Realtime walkthrough: Lake Cabin introduction
Since the reveal of our Parisian apartment project, we were asked by our clients about our abilities to create an exterior scene. That's why it was a natural step for us to not wait and dive deep into building an exterior real-time scene in Unreal Engine 4, learning the dynamic lighting system and a lot of other technologies and workflows along the way.
When coming up with the concept of the upcoming scene, there was one clear idea from the very beginning - to focus on the creation of realistic outdoor environments for the architecture to live in. To save some time during the concept phase, we've digged through our portfolio and picked the Winter Fairy tale scene as a starting point. To give it a little twist, we've decided to make a summer version of these recreational cabins.
The Rhinoceros scene was imported to Unreal Engine through the Datasmith plugin as a .3dm file and tessellated from NURBS into triangular mesh right in Unreal Engine.
Rhino's own meshing algorithm is not very capable and produces problems like duplicate vertices etc. I suggest to avoid it when possible, or clean the output mesh in a mesh editing software like Blender.
Importing Rhino files with datasmith on the other hand is a pretty straightforward process and I suggest this guide - to further understand the various import parameters.
Even though working with native Rhinoceros files might seem comfortable and Datasmith tessellation technology is of high quality, the geometry modeled for static archviz needs is usually not very "game-friendly" and caused massive drop in the framerates. As a general rule of thumb, you should avoid using chamfers and fillets as much as possible if you want to work with Rhino geometry. Not to mention that the generated UVs are also not very usable, since most of the time we use simple UVW mapping (box mapping) in Rhino. The original scene thus served "only" as a valuable reference and majority of the geometry was remodeled from scratch or retopologized in Blender.
Examples of heavy topology, unsuitable for real-time needs.
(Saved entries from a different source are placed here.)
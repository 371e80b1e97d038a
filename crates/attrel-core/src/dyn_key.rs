//! Equality and hashing for trait objects.
//!
//! Configuration frequently repeats the same predicate or transcoder. Trait
//! objects that extend [`DynKey`] can be compared and hashed so duplicates
//! collapse, without every implementor writing the plumbing by hand: any
//! `'static` type that is `Eq + Hash` gets it for free.

use std::any::{Any, TypeId};
use std::hash::{Hash, Hasher};

/// Type-erased `Eq + Hash`.
pub trait DynKey: Any + Send + Sync {
    fn as_any(&self) -> &dyn Any;

    /// Returns `true` if `other` has the same concrete type and compares equal.
    fn dyn_eq(&self, other: &dyn Any) -> bool;

    /// Feed the concrete type and value into `state`.
    fn dyn_hash(&self, state: &mut dyn Hasher);
}

impl<T> DynKey for T
where
    T: Any + Eq + Hash + Send + Sync,
{
    fn as_any(&self) -> &dyn Any {
        self
    }

    fn dyn_eq(&self, other: &dyn Any) -> bool {
        other.downcast_ref::<T>().is_some_and(|other| self == other)
    }

    fn dyn_hash(&self, mut state: &mut dyn Hasher) {
        TypeId::of::<T>().hash(&mut state);
        self.hash(&mut state);
    }
}

#[cfg(test)]
mod tests {
    use super::*;
    use std::collections::hash_map::DefaultHasher;

    #[derive(PartialEq, Eq, Hash)]
    struct Suffix(String);

    #[derive(PartialEq, Eq, Hash)]
    struct Prefix(String);

    fn hash_of(key: &dyn DynKey) -> u64 {
        let mut hasher = DefaultHasher::new();
        key.dyn_hash(&mut hasher);
        hasher.finish()
    }

    #[test]
    fn test_equal_values_compare_and_hash_equal() {
        let a: Box<dyn DynKey> = Box::new(Suffix(".org".to_string()));
        let b: Box<dyn DynKey> = Box::new(Suffix(".org".to_string()));
        assert!(a.dyn_eq(b.as_any()));
        assert_eq!(hash_of(a.as_ref()), hash_of(b.as_ref()));
    }

    #[test]
    fn test_different_types_never_equal() {
        let a: Box<dyn DynKey> = Box::new(Suffix(".org".to_string()));
        let b: Box<dyn DynKey> = Box::new(Prefix(".org".to_string()));
        assert!(!a.dyn_eq(b.as_any()));
        assert_ne!(hash_of(a.as_ref()), hash_of(b.as_ref()));
    }
}
//! Hot-reloadable release service.
//!
//! A [`Generation`] pairs one filtering engine with one transcoder registry.
//! The service holds the current generation behind an `ArcSwap`:
//!
//! ```text
//! request ──snapshot()──▶ Arc<Generation> ──filter──▶ encode_all ──▶ [T]
//!                              ▲
//! reload ──build + validate────┘ (single store, readers never block)
//! ```
//!
//! A request keeps the generation it loaded for its whole lifetime, so it
//! never mixes an old engine with a new registry. A reload that fails to
//! build or validate leaves the running generation in place.

use std::any::Any;
use std::sync::Arc;

use arc_swap::ArcSwap;
use attrel_core::{Attribute, Component, RequestFacts};
use attrel_filter::{AttributeFilteringEngine, DefinitionBuilder, FilterContext, PolicyDefinition};
use attrel_transcoding::{
    AttributeTranscoderRegistry, TranscoderCatalog, TranscodingRuleDefinition, TypeInfo,
    decode, encode_all,
};
use serde::{Deserialize, Serialize};

use crate::config::ReleaseConfig;
use crate::error::ServiceResult;

// =============================================================================
// Generation
// =============================================================================

/// One installed engine and registry.
#[derive(Debug)]
pub struct Generation {
    version: u64,
    engine: Arc<AttributeFilteringEngine>,
    registry: Arc<AttributeTranscoderRegistry>,
}

impl Generation {
    /// Monotonic install counter, starting at 1.
    #[must_use]
    pub fn version(&self) -> u64 {
        self.version
    }

    #[must_use]
    pub fn engine(&self) -> &AttributeFilteringEngine {
        &self.engine
    }

    #[must_use]
    pub fn registry(&self) -> &AttributeTranscoderRegistry {
        &self.registry
    }

    /// Filter the context's attributes and encode the survivors as `T`.
    ///
    /// # Errors
    ///
    /// Returns `ServiceError::Filter` if filtering aborts, in which case
    /// nothing may be released, and `ServiceError::Transcoding` if a rule is
    /// registered for the wrong wire type.
    pub fn release<T: Any>(&self, ctx: &mut FilterContext) -> ServiceResult<Vec<T>> {
        let released = self.engine.filter(ctx)?;

        let mut encoded = Vec::new();
        for attribute in released.values() {
            let objects = encode_all::<T>(&self.registry, ctx.facts(), attribute)?;
            if objects.is_empty() {
                tracing::debug!(
                    generation = self.version,
                    attribute_id = %attribute.id(),
                    "Released attribute has no encoding for wire type"
                );
            }
            encoded.extend(objects);
        }

        Ok(encoded)
    }

    /// Decode an inbound wire object into attributes.
    ///
    /// # Errors
    ///
    /// Returns `ServiceError::Transcoding` on a strict-mode miss or a
    /// misregistered rule.
    pub fn decode<T: Any>(
        &self,
        facts: &RequestFacts,
        object: &T,
        strict: bool,
    ) -> ServiceResult<Vec<Attribute>> {
        Ok(decode(&self.registry, facts, object, strict)?)
    }
}

// =============================================================================
// Definitions
// =============================================================================

fn default_engine_id() -> String {
    "release".to_string()
}

/// Declarative description of a whole generation.
#[derive(Debug, Clone, PartialEq, Serialize, Deserialize)]
#[serde(rename_all = "camelCase")]
pub struct ReleaseDefinitions {
    #[serde(default = "default_engine_id")]
    pub engine_id: String,
    #[serde(default)]
    pub policies: Vec<PolicyDefinition>,
    #[serde(default)]
    pub transcoding: Vec<TranscodingRuleDefinition>,
}

// =============================================================================
// Service
// =============================================================================

/// Atomically reloadable attribute release.
#[derive(Debug)]
pub struct ReleaseService {
    current: ArcSwap<Generation>,
    config: ReleaseConfig,
}

impl ReleaseService {
    /// Create a service running `engine` and `registry` as generation 1.
    ///
    /// # Errors
    ///
    /// Returns `ServiceError::Configuration` if the configuration or the
    /// engine fails validation.
    pub fn new(
        config: ReleaseConfig,
        engine: AttributeFilteringEngine,
        registry: AttributeTranscoderRegistry,
    ) -> ServiceResult<Self> {
        config.validate()?;
        engine.validate()?;

        tracing::info!(
            generation = 1,
            policies = engine.policies().len(),
            transcoding_rules = registry.rule_count(),
            "Release service started"
        );

        Ok(Self {
            current: ArcSwap::from_pointee(Generation {
                version: 1,
                engine: Arc::new(engine),
                registry: Arc::new(registry),
            }),
            config,
        })
    }

    #[must_use]
    pub fn config(&self) -> &ReleaseConfig {
        &self.config
    }

    /// The current generation. Lock-free.
    #[must_use]
    pub fn snapshot(&self) -> Arc<Generation> {
        self.current.load_full()
    }

    #[must_use]
    pub fn version(&self) -> u64 {
        self.current.load().version
    }

    /// Swap in a new generation.
    ///
    /// Returns the new generation's version.
    ///
    /// # Errors
    ///
    /// Returns `ServiceError::Configuration` if the engine fails validation.
    /// The running generation is kept.
    pub fn install(
        &self,
        engine: AttributeFilteringEngine,
        registry: AttributeTranscoderRegistry,
    ) -> ServiceResult<u64> {
        if let Err(e) = engine.validate() {
            tracing::error!(
                engine_id = %engine.id(),
                error = %e,
                "Rejected release generation, keeping current"
            );
            return Err(e.into());
        }

        let policies = engine.policies().len();
        let transcoding_rules = registry.rule_count();
        let engine = Arc::new(engine);
        let registry = Arc::new(registry);

        let previous = self.current.rcu(|current| Generation {
            version: current.version + 1,
            engine: Arc::clone(&engine),
            registry: Arc::clone(&registry),
        });
        let version = previous.version + 1;

        tracing::info!(
            generation = version,
            policies,
            transcoding_rules,
            "Installed release generation"
        );
        Ok(version)
    }

    /// Build a generation from definitions and install it.
    ///
    /// `types` registers the wire types the transcoding rules target.
    ///
    /// # Errors
    ///
    /// Returns `ServiceError::Configuration` for any descriptor, policy or
    /// registry error. The running generation is kept.
    pub fn load(
        &self,
        definitions: &ReleaseDefinitions,
        catalog: &TranscoderCatalog,
        types: impl IntoIterator<Item = TypeInfo>,
    ) -> ServiceResult<u64> {
        let generation = build_generation(&self.config, definitions, catalog, types);
        let (engine, registry) = generation.inspect_err(|e| {
            tracing::error!(error = %e, "Failed to build release generation, keeping current");
        })?;
        self.install(engine, registry)
    }

    /// Filter and encode against the current generation.
    ///
    /// # Errors
    ///
    /// See [`Generation::release`].
    pub fn release<T: Any>(&self, ctx: &mut FilterContext) -> ServiceResult<Vec<T>> {
        self.snapshot().release(ctx)
    }

    /// Decode against the current generation, honoring
    /// `transcoding.strict_decode`.
    ///
    /// # Errors
    ///
    /// See [`Generation::decode`].
    pub fn decode<T: Any>(&self, facts: &RequestFacts, object: &T) -> ServiceResult<Vec<Attribute>> {
        self.snapshot()
            .decode(facts, object, self.config.transcoding.strict_decode)
    }
}

fn definition_builder(config: &ReleaseConfig) -> DefinitionBuilder {
    #[cfg(feature = "rhai")]
    {
        DefinitionBuilder::from_config(&config.filter)
    }
    #[cfg(not(feature = "rhai"))]
    {
        let _ = config;
        DefinitionBuilder::new()
    }
}

/// Build an initialized engine and a registry from definitions.
///
/// # Errors
///
/// Returns the first `ConfigError` from the policy or transcoding definitions.
pub fn build_generation(
    config: &ReleaseConfig,
    definitions: &ReleaseDefinitions,
    catalog: &TranscoderCatalog,
    types: impl IntoIterator<Item = TypeInfo>,
) -> ServiceResult<(AttributeFilteringEngine, AttributeTranscoderRegistry)> {
    let engine = definition_builder(config).engine(&definitions.engine_id, &definitions.policies)?;
    let rules = catalog.build_rules(&definitions.transcoding)?;

    let registry = types
        .into_iter()
        .fold(AttributeTranscoderRegistry::builder(), |builder, info| {
            builder.register_type(info)
        })
        .with_rules(rules)
        .build()?;

    Ok((engine, registry))
}

#[cfg(test)]
mod tests {
    use super::*;
    use crate::error::ServiceError;
    use attrel_core::{AttributeValue, ConfigError};
    use attrel_filter::{AttributeFilterPolicy, AttributeRule, Matcher, PolicyRule};
    use attrel_transcoding::{Claim, StringClaimTranscoder, TranscodingRule, claims, names};

    fn engine(permit: &str) -> AttributeFilteringEngine {
        let mut engine = AttributeFilteringEngine::new(
            "test",
            vec![AttributeFilterPolicy::new("p1", PolicyRule::any())
                .with_rule(AttributeRule::permit(permit, Matcher::any()))],
        );
        engine.initialize().unwrap();
        engine
    }

    fn registry() -> AttributeTranscoderRegistry {
        AttributeTranscoderRegistry::builder()
            .register_type(claims::type_info())
            .with_rule(
                TranscodingRule::new::<Claim>("mail", Arc::new(StringClaimTranscoder))
                    .with_property(names::NAME, "email"),
            )
            .with_rule(
                TranscodingRule::new::<Claim>("cn", Arc::new(StringClaimTranscoder))
                    .with_property(names::NAME, "name"),
            )
            .build()
            .unwrap()
    }

    fn ctx() -> FilterContext {
        FilterContext::new(
            RequestFacts::builder().requester("https://sp.example.org").build(),
            [
                Attribute::new("mail")
                    .unwrap()
                    .with_values([AttributeValue::string("a@example.org")]),
                Attribute::new("cn")
                    .unwrap()
                    .with_values([AttributeValue::string("Alice")]),
            ],
        )
    }

    #[test]
    fn test_release_filters_then_encodes() {
        let service = ReleaseService::new(ReleaseConfig::default(), engine("mail"), registry()).unwrap();
        let claims = service.release::<Claim>(&mut ctx()).unwrap();
        assert_eq!(claims, [Claim::new("email", "a@example.org")]);
        assert_eq!(service.version(), 1);
    }

    #[test]
    fn test_install_swaps_generation() {
        let service = ReleaseService::new(ReleaseConfig::default(), engine("mail"), registry()).unwrap();
        let before = service.snapshot();

        assert_eq!(service.install(engine("cn"), registry()).unwrap(), 2);

        let claims = service.release::<Claim>(&mut ctx()).unwrap();
        assert_eq!(claims, [Claim::new("name", "Alice")]);

        // A snapshot taken earlier keeps its generation.
        assert_eq!(before.version(), 1);
        let claims = before.release::<Claim>(&mut ctx()).unwrap();
        assert_eq!(claims, [Claim::new("email", "a@example.org")]);
    }

    #[test]
    fn test_install_rejects_uninitialized_engine() {
        let service = ReleaseService::new(ReleaseConfig::default(), engine("mail"), registry()).unwrap();
        let uninitialized = AttributeFilteringEngine::new("broken", Vec::new());

        let err = service.install(uninitialized, registry()).unwrap_err();
        assert!(matches!(
            err,
            ServiceError::Configuration(ConfigError::NotInitialized { .. })
        ));
        assert_eq!(service.version(), 1);
    }

    #[test]
    fn test_decode_honors_strict_mode() {
        let mut config = ReleaseConfig::default();
        let facts = RequestFacts::builder().build();
        let unknown = Claim::new("unknown", "x");

        let lenient = ReleaseService::new(config.clone(), engine("mail"), registry()).unwrap();
        assert!(lenient.decode(&facts, &unknown).unwrap().is_empty());

        config.transcoding.strict_decode = true;
        let strict = ReleaseService::new(config, engine("mail"), registry()).unwrap();
        assert!(matches!(
            strict.decode(&facts, &unknown),
            Err(ServiceError::Transcoding(_))
        ));

        let decoded = strict.decode(&facts, &Claim::new("email", "a@example.org")).unwrap();
        assert_eq!(decoded[0].id(), "mail");
    }

    #[test]
    fn test_build_generation_from_definitions() {
        let definitions: ReleaseDefinitions = serde_json::from_value(serde_json::json!({
            "policies": [{
                "id": "p1",
                "activation": {"type": "requester", "value": "https://sp.example.org"},
                "rules": [{"attributeId": "mail", "matcher": {"type": "any"}}]
            }],
            "transcoding": [
                {"transcoder": "string-claim", "id": "mail", "name": "email"}
            ]
        }))
        .unwrap();

        let (engine, registry) = build_generation(
            &ReleaseConfig::default(),
            &definitions,
            &TranscoderCatalog::with_claims(),
            [claims::type_info()],
        )
        .unwrap();
        assert_eq!(engine.id(), "release");
        assert_eq!(registry.rule_count(), 1);
    }
}
//! Protocol-neutral attribute model.
//!
//! An [`Attribute`] is an identifier plus an ordered set of typed
//! [`AttributeValue`]s. Values are immutable; duplicate values collapse by
//! equality while preserving first-insertion order.
//!
//! ```
//! use attrel_core::{Attribute, AttributeValue};
//!
//! let mail = Attribute::new("mail")
//!     .unwrap()
//!     .with_values([
//!         AttributeValue::string("a@example.org"),
//!         AttributeValue::string("a@example.org"),
//!     ]);
//!
//! assert_eq!(mail.values().len(), 1);
//! ```

use std::collections::BTreeMap;
use std::fmt;

use indexmap::IndexSet;
use serde::{Deserialize, Serialize};

use crate::error::ConfigError;

// =============================================================================
// Attribute Value
// =============================================================================

/// Kind of an empty attribute value.
#[derive(Debug, Clone, Copy, PartialEq, Eq, Hash, PartialOrd, Ord, Serialize, Deserialize)]
#[serde(rename_all = "camelCase")]
pub enum EmptyKind {
    /// The source produced a null value.
    Null,
    /// The source produced a zero-length string.
    ZeroLength,
}

/// A single typed attribute value.
#[derive(Debug, Clone, PartialEq, Eq, Hash, Serialize, Deserialize)]
#[serde(tag = "type", rename_all = "camelCase")]
pub enum AttributeValue {
    /// A plain string.
    String {
        /// The string value.
        value: String,
    },
    /// A string qualified by a security domain, rendered as `value@scope`.
    Scoped {
        /// The unscoped value.
        value: String,
        /// The scope (usually a DNS domain).
        scope: String,
    },
    /// A string tagged with a language.
    Localized {
        /// The string value.
        value: String,
        /// BCP 47 language tag.
        locale: String,
    },
    /// Raw bytes.
    Binary {
        /// The byte content.
        data: Vec<u8>,
    },
    /// An explicitly empty value.
    Empty {
        /// What kind of empty value the source produced.
        kind: EmptyKind,
    },
    /// A value of a kind this model does not interpret.
    Opaque {
        /// Free-form kind label supplied by the producer.
        kind: String,
        /// Serialized content.
        data: String,
    },
}

impl AttributeValue {
    /// Create a plain string value.
    #[must_use]
    pub fn string(value: impl Into<String>) -> Self {
        Self::String {
            value: value.into(),
        }
    }

    /// Create a scoped string value.
    #[must_use]
    pub fn scoped(value: impl Into<String>, scope: impl Into<String>) -> Self {
        Self::Scoped {
            value: value.into(),
            scope: scope.into(),
        }
    }

    /// Create a localized string value.
    #[must_use]
    pub fn localized(value: impl Into<String>, locale: impl Into<String>) -> Self {
        Self::Localized {
            value: value.into(),
            locale: locale.into(),
        }
    }

    /// Create a binary value.
    #[must_use]
    pub fn binary(data: impl Into<Vec<u8>>) -> Self {
        Self::Binary { data: data.into() }
    }

    /// Create an empty value.
    #[must_use]
    pub fn empty(kind: EmptyKind) -> Self {
        Self::Empty { kind }
    }

    /// The string used when matching this value against string rules.
    ///
    /// Scoped values yield the unscoped part. Binary, empty and opaque
    /// values have no string form.
    #[must_use]
    pub fn display_value(&self) -> Option<&str> {
        match self {
            Self::String { value } | Self::Scoped { value, .. } | Self::Localized { value, .. } => {
                Some(value)
            }
            Self::Binary { .. } | Self::Empty { .. } | Self::Opaque { .. } => None,
        }
    }

    /// The scope of a scoped value.
    #[must_use]
    pub fn scope(&self) -> Option<&str> {
        match self {
            Self::Scoped { scope, .. } => Some(scope),
            _ => None,
        }
    }

    /// Short name of the value's variant for diagnostics.
    #[must_use]
    pub fn kind_name(&self) -> &'static str {
        match self {
            Self::String { .. } => "string",
            Self::Scoped { .. } => "scoped",
            Self::Localized { .. } => "localized",
            Self::Binary { .. } => "binary",
            Self::Empty { .. } => "empty",
            Self::Opaque { .. } => "opaque",
        }
    }
}

impl fmt::Display for AttributeValue {
    fn fmt(&self, f: &mut fmt::Formatter<'_>) -> fmt::Result {
        match self {
            Self::String { value } => f.write_str(value),
            Self::Scoped { value, scope } => write!(f, "{value}@{scope}"),
            Self::Localized { value, locale } => write!(f, "{value} [{locale}]"),
            Self::Binary { data } => write!(f, "<{} bytes>", data.len()),
            Self::Empty { kind: EmptyKind::Null } => f.write_str("<null>"),
            Self::Empty {
                kind: EmptyKind::ZeroLength,
            } => f.write_str("<empty>"),
            Self::Opaque { kind, .. } => write!(f, "<{kind}>"),
        }
    }
}

// =============================================================================
// Attribute
// =============================================================================

/// A named, protocol-neutral collection of values describing a principal.
#[derive(Debug, Clone, PartialEq, Eq, Serialize, Deserialize)]
#[serde(rename_all = "camelCase")]
pub struct Attribute {
    id: String,

    /// Human-readable names keyed by language tag.
    #[serde(default, skip_serializing_if = "BTreeMap::is_empty")]
    display_names: BTreeMap<String, String>,

    /// Human-readable descriptions keyed by language tag.
    #[serde(default, skip_serializing_if = "BTreeMap::is_empty")]
    display_descriptions: BTreeMap<String, String>,

    #[serde(default)]
    values: IndexSet<AttributeValue>,
}

impl Attribute {
    /// Create an attribute with no values.
    ///
    /// # Errors
    ///
    /// Returns `ConfigError::Missing` if `id` is empty or whitespace.
    pub fn new(id: impl Into<String>) -> Result<Self, ConfigError> {
        let id = id.into();
        if id.trim().is_empty() {
            return Err(ConfigError::missing("attribute id"));
        }
        Ok(Self {
            id,
            display_names: BTreeMap::new(),
            display_descriptions: BTreeMap::new(),
            values: IndexSet::new(),
        })
    }

    /// Add values, collapsing duplicates.
    #[must_use]
    pub fn with_values(mut self, values: impl IntoIterator<Item = AttributeValue>) -> Self {
        self.values.extend(values);
        self
    }

    /// Add a display name for a language.
    #[must_use]
    pub fn with_display_name(mut self, locale: impl Into<String>, name: impl Into<String>) -> Self {
        self.display_names.insert(locale.into(), name.into());
        self
    }

    /// Add a display description for a language.
    #[must_use]
    pub fn with_display_description(
        mut self,
        locale: impl Into<String>,
        description: impl Into<String>,
    ) -> Self {
        self.display_descriptions
            .insert(locale.into(), description.into());
        self
    }

    /// Append a single value. Returns `false` if it was already present.
    pub fn push_value(&mut self, value: AttributeValue) -> bool {
        self.values.insert(value)
    }

    /// The attribute identifier.
    #[must_use]
    pub fn id(&self) -> &str {
        &self.id
    }

    /// The values in insertion order.
    #[must_use]
    pub fn values(&self) -> &IndexSet<AttributeValue> {
        &self.values
    }

    /// Display names keyed by language tag.
    #[must_use]
    pub fn display_names(&self) -> &BTreeMap<String, String> {
        &self.display_names
    }

    /// Display descriptions keyed by language tag.
    #[must_use]
    pub fn display_descriptions(&self) -> &BTreeMap<String, String> {
        &self.display_descriptions
    }

    /// Returns `true` if the attribute has no values.
    #[must_use]
    pub fn is_empty(&self) -> bool {
        self.values.is_empty()
    }

    /// Clone this attribute keeping only the values present in `retained`.
    ///
    /// The original ordering is preserved and values not carried by this
    /// attribute are ignored, so the result is always a subset.
    #[must_use]
    pub fn with_retained(&self, retained: &IndexSet<AttributeValue>) -> Self {
        Self {
            id: self.id.clone(),
            display_names: self.display_names.clone(),
            display_descriptions: self.display_descriptions.clone(),
            values: self
                .values
                .iter()
                .filter(|v| retained.contains(*v))
                .cloned()
                .collect(),
        }
    }
}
Example of geometry being retopologized.
The clean-up stage in Blender was mostly focused on creating optimal topology - low polycount and consistent triangle flow. While there is no need to create a perfect quad-only topology for static game engine assets, a general rule of thumb is that the distribution of triangles should be even, and there should not be any big contrast in the size of the resulting triangular faces. Thin, elongated triangles should be avoided when possible, since they often tend to cause various shading issues in the rendering process and lightmass baking. When dealing with fillets and chamfers, try to use as few triangles as possible. If you are interested in pushing the optimization further, there is a common technique used in the gaming industry to establish a desired "vertex density" to ensure consistency in the density of triangles across all the assets and the whole scene. This technique comes very handy when working with vertex painting, since the granularity of the resulting material blends depends greatly on the density of vertices across the mesh. Thus there will always be a need for compromise between a low polycount and a higher vertex density.
One of the earlier versions of the facade topology, trying to achieve a consistent vertex density with enough resolution for vertex painting. Vertex painting on facades was ditched during the production due to unresolved bug causing crashes. We will show you how to add detail to your materials with simple painted masks and alpha blending in the later part of the series instead.
And here's the result:
note: Nanite technology in UE5 provides us with the opportunity to use huge polycounts in our static meshes. While this will definitely be a game-changer in the overall asset creation pipeline, there are still several things to be concerned about, mainly mobile performance, filesize and the ease of use of such assets in external software for editing needs. There will always be a need for proper topology in places where such huge static meshes are not an option. Anyway, we are interested in what this technology will bring in the upcoming future.
To be continued...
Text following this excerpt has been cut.